What Exactly is Kombucha?
Kombucha originated in China about 2,000 years ago. It is a mixture of black or green tea, sugar and specific strains of bacteria and yeast, which undergoes a week-long fermentation process. During fermentation, the bacteria and yeast convert the sugar into ethanol and acetic acid, which is what gives kombucha its distinct sour taste. Before distribution, some more sugar, and sometimes flavorings, like fruit are added.
It’s worth noting that kombucha contains low levels of alcohol, ranging from 0.5 percent to 3 percent.
6 Health Benefits of Kombucha
1. Contains Probiotics
One of the bacteria that grows in abundance while kombucha is fermented is lactic acid, which is known to have probiotic properties. At specific concentrations, probiotic bacteria can help balance the gut microbiome, and improve digestion. Many nutritionists believe drinking kombucha is beneficial due to the probiotics it contains, but they do note more focused research is needed on the drink itself.
2. Contains Antioxidants
These substances can reduce the formation of free radicals in your body and thus protect the cells and molecules from damage. When purchasing kombucha, make sure to check the label and see there is actual tea in the ingredients (if there is none, it is not real kombucha but a kombucha-like drink).
3. Boosts Metabolism
Kombucha isn’t a magical weight loss drink.

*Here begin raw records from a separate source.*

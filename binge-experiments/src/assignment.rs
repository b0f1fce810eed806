//! Deterministic user-to-variant assignment
//!
//! Assignment must be repeatable without storing anything: the same user
//! always lands in the same variant as long as the variant list and its
//! order are unchanged. A polynomial hash of the user id picks a bucket in
//! [0, 100), and the variants' cumulative weights partition that range in
//! declaration order.

use crate::experiment::Variant;

/// Hash a user id into a percentile bucket in [0, 100).
///
/// Polynomial string hash (h = h*31 + char) folded into a signed 32-bit
/// integer, absolute value, modulo 100.
pub fn bucket_for(user_id: &str) -> u8 {
    let mut hash: i32 = 0;
    for ch in user_id.chars() {
        hash = hash.wrapping_mul(31).wrapping_add(ch as i32);
    }
    (i64::from(hash).abs() % 100) as u8
}

/// Select the variant whose cumulative weight range contains the bucket.
///
/// Walks the variants in declaration order; the first variant whose
/// cumulative weight exceeds the bucket percentile wins. Rounding can
/// leave the final cumulative weight short of 100, in which case the
/// first variant absorbs the remainder.
pub fn select_variant<'a>(variants: &'a [Variant], bucket: u8) -> &'a Variant {
    let percentile = f64::from(bucket);
    let mut cumulative = 0.0;

    for variant in variants {
        cumulative += variant.weight;
        if percentile < cumulative {
            return variant;
        }
    }

    &variants[0]
}
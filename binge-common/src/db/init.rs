//! Database initialization
//!
//! Creates the SQLite database on first run and brings the schema up to
//! date. All statements are idempotent, so initialization is safe to call
//! from every service at startup.

use crate::Result;
use sqlx::{sqlite::SqlitePoolOptions, SqlitePool};
use std::path::Path;
use tracing::info;

/// Initialize database connection and create tables if needed
pub async fn init_database(db_path: &Path) -> Result<SqlitePool> {
    let newly_created = !db_path.exists();

    // Create parent directory if it doesn't exist
    if let Some(parent) = db_path.parent() {
        std::fs::create_dir_all(parent)?;
    }

    let db_url = format!("sqlite://{}?mode=rwc", db_path.display());
    let pool = SqlitePoolOptions::new()
        .max_connections(20)
        .min_connections(5)
        .connect(&db_url)
        .await?;

    if newly_created {
        info!("Initialized new database: {}", db_path.display());
    } else {
        info!("Opened existing database: {}", db_path.display());
    }

    // Enable foreign keys
    sqlx::query("PRAGMA foreign_keys = ON").execute(&pool).await?;

    // WAL allows concurrent readers with one writer; event recording and
    // result queries overlap constantly
    sqlx::query("PRAGMA journal_mode = WAL").execute(&pool).await?;

    sqlx::query("PRAGMA busy_timeout = 5000").execute(&pool).await?;

    create_behavior_events_table(&pool).await?;
    create_experiments_table(&pool).await?;
    create_experiment_assignments_table(&pool).await?;

    Ok(pool)
}

/// Create the behavior_events table
///
/// One row per recorded user behavior. Experiment-only rows carry
/// content_id = 0 and the experiment/variant tags.
pub async fn create_behavior_events_table(pool: &SqlitePool) -> Result<()> {
    sqlx::query(
        r#"
        CREATE TABLE IF NOT EXISTS behavior_events (
            guid TEXT PRIMARY KEY,
            user_id TEXT NOT NULL,
            content_id INTEGER NOT NULL DEFAULT 0,
            action TEXT NOT NULL CHECK (action IN ('viewed', 'completed', 'clicked', 'rated', 'abandoned')),
            rating REAL,
            experiment TEXT,
            variant TEXT,
            metric TEXT,
            device TEXT,
            location TEXT,
            time_of_day TEXT CHECK (time_of_day IS NULL OR time_of_day IN ('night', 'morning', 'afternoon', 'evening')),
            day_of_week TEXT,
            occurred_at TIMESTAMP NOT NULL,
            CHECK (content_id >= 0),
            CHECK (rating IS NULL OR rating >= 0.0)
        )
        "#,
    )
    .execute(pool)
    .await?;

    // Covering index for the per-variant aggregate query
    sqlx::query(
        "CREATE INDEX IF NOT EXISTS idx_behavior_events_experiment ON behavior_events(experiment, variant, action)",
    )
    .execute(pool)
    .await?;
    sqlx::query("CREATE INDEX IF NOT EXISTS idx_behavior_events_user ON behavior_events(user_id)")
        .execute(pool)
        .await?;
    sqlx::query(
        "CREATE INDEX IF NOT EXISTS idx_behavior_events_occurred ON behavior_events(occurred_at)",
    )
    .execute(pool)
    .await?;

    Ok(())
}

/// Create the experiments table
///
/// The experiment definition (variants, weights, metrics, dates) is stored
/// as a JSON document; the name is the lookup key.
pub async fn create_experiments_table(pool: &SqlitePool) -> Result<()> {
    sqlx::query(
        r#"
        CREATE TABLE IF NOT EXISTS experiments (
            name TEXT PRIMARY KEY,
            description TEXT,
            config TEXT NOT NULL,
            created_at TIMESTAMP NOT NULL DEFAULT CURRENT_TIMESTAMP,
            updated_at TIMESTAMP NOT NULL DEFAULT CURRENT_TIMESTAMP
        )
        "#,
    )
    .execute(pool)
    .await?;

    Ok(())
}

/// Create the experiment_assignments table
///
/// One assignment per (user, experiment) pair. The assignment is written
/// once and reused, so repeated assignment calls stay stable and do not
/// duplicate view events.
pub async fn create_experiment_assignments_table(pool: &SqlitePool) -> Result<()> {
    sqlx::query(
        r#"
        CREATE TABLE IF NOT EXISTS experiment_assignments (
            user_id TEXT NOT NULL,
            experiment TEXT NOT NULL,
            variant TEXT NOT NULL,
            assigned_at TIMESTAMP NOT NULL,
            device TEXT,
            location TEXT,
            PRIMARY KEY (user_id, experiment)
        )
        "#,
    )
    .execute(pool)
    .await?;

    sqlx::query(
        "CREATE INDEX IF NOT EXISTS idx_assignments_experiment ON experiment_assignments(experiment)",
    )
    .execute(pool)
    .await?;

    Ok(())
}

But it can contribute to a slightly faster metabolism, again thanks to a compound of green tea called EGCG. A 2017 review published in the Journal of Nutritional Biochemistry claims that catechins like EGCG have the potential to boost metabolic rates in adults.
4. Aids Constipation
Digestive system bacteria release essential enzymes that help us digest and break down the food we consume. When this population of bacteria is not balanced correctly, which is often the case with modern eating habits, one of the outcomes can be constipation.
As a potential source of probiotics, kombucha balances good bacteria in the gut and can ease digestive woes. Research done in King’s College London found probiotics slow gut-transit time by 12.4 hours, increase the number of weekly bowel movements by 1.3, and help soften stools – making them easier to pass. All of this was particularly true to bacteria called Bifidobacterium infantis commonly found in lactic acid – which is produced naturally in kombucha.
5. Strengthens Immune System
The digestive system and the immune system are closely intertwined. Around 70% of our immune system is located in the digestive tract in the form of gut-associated tissue, and plasma cells. The gut is the main channel between the external environment and internal systems of the body. It is the first organ to be exposed to and to recognize harmful agents in particles of food we consume.
Thus, optimal gut health is key to a strong immune system, and kombucha’ s positive effect on gut well-being, can indirectly strengthen the immune system.
6. Helps Managing Cholesterol
Opinions are split between experts who outright claim Kombucha can lower risk of heart disease and those who say this is too big of an assertion and that the actual effect of kombucha on cardiovascular health is miniscule. What we know for certain is that according to some scientific models, kombucha was shown to lower bad cholesterol (LDL) and triglycerides while increasing good cholesterol (HDL).
Furthermore, green tea protects LDL particles from oxidation, a process that is linked to heart disease. Of course, it needs to come as a supplement to an overall healthy diet. Kombucha alone will not do the trick but it can sure help the process.
A Few Notes Before You Start Sipping
It is important not to exceed the recommended amount of kombucha per day, which is 4 ounces one to three times a day. That means you shouldn’t consume more than 12 ounces of kombucha a day. Also, if you’re new to kombucha and have a sensitive stomach, don’t drink the entire bottle at once. Ease your body into it. Drinking too much Kombucha can have unpleasant side effects like nausea, headache, and dizziness.
Pregnant and breastfeeding women, young children, and those who suffer certain chronic diseases (namely liver or kidney disease and HIV) should avoid kombucha altogether.
As with any other fermented products, it’s best to stick with reputable sources that maintain proper sanitation during production. Contaminated batches might have undesirable fungi and overproduction of yeast.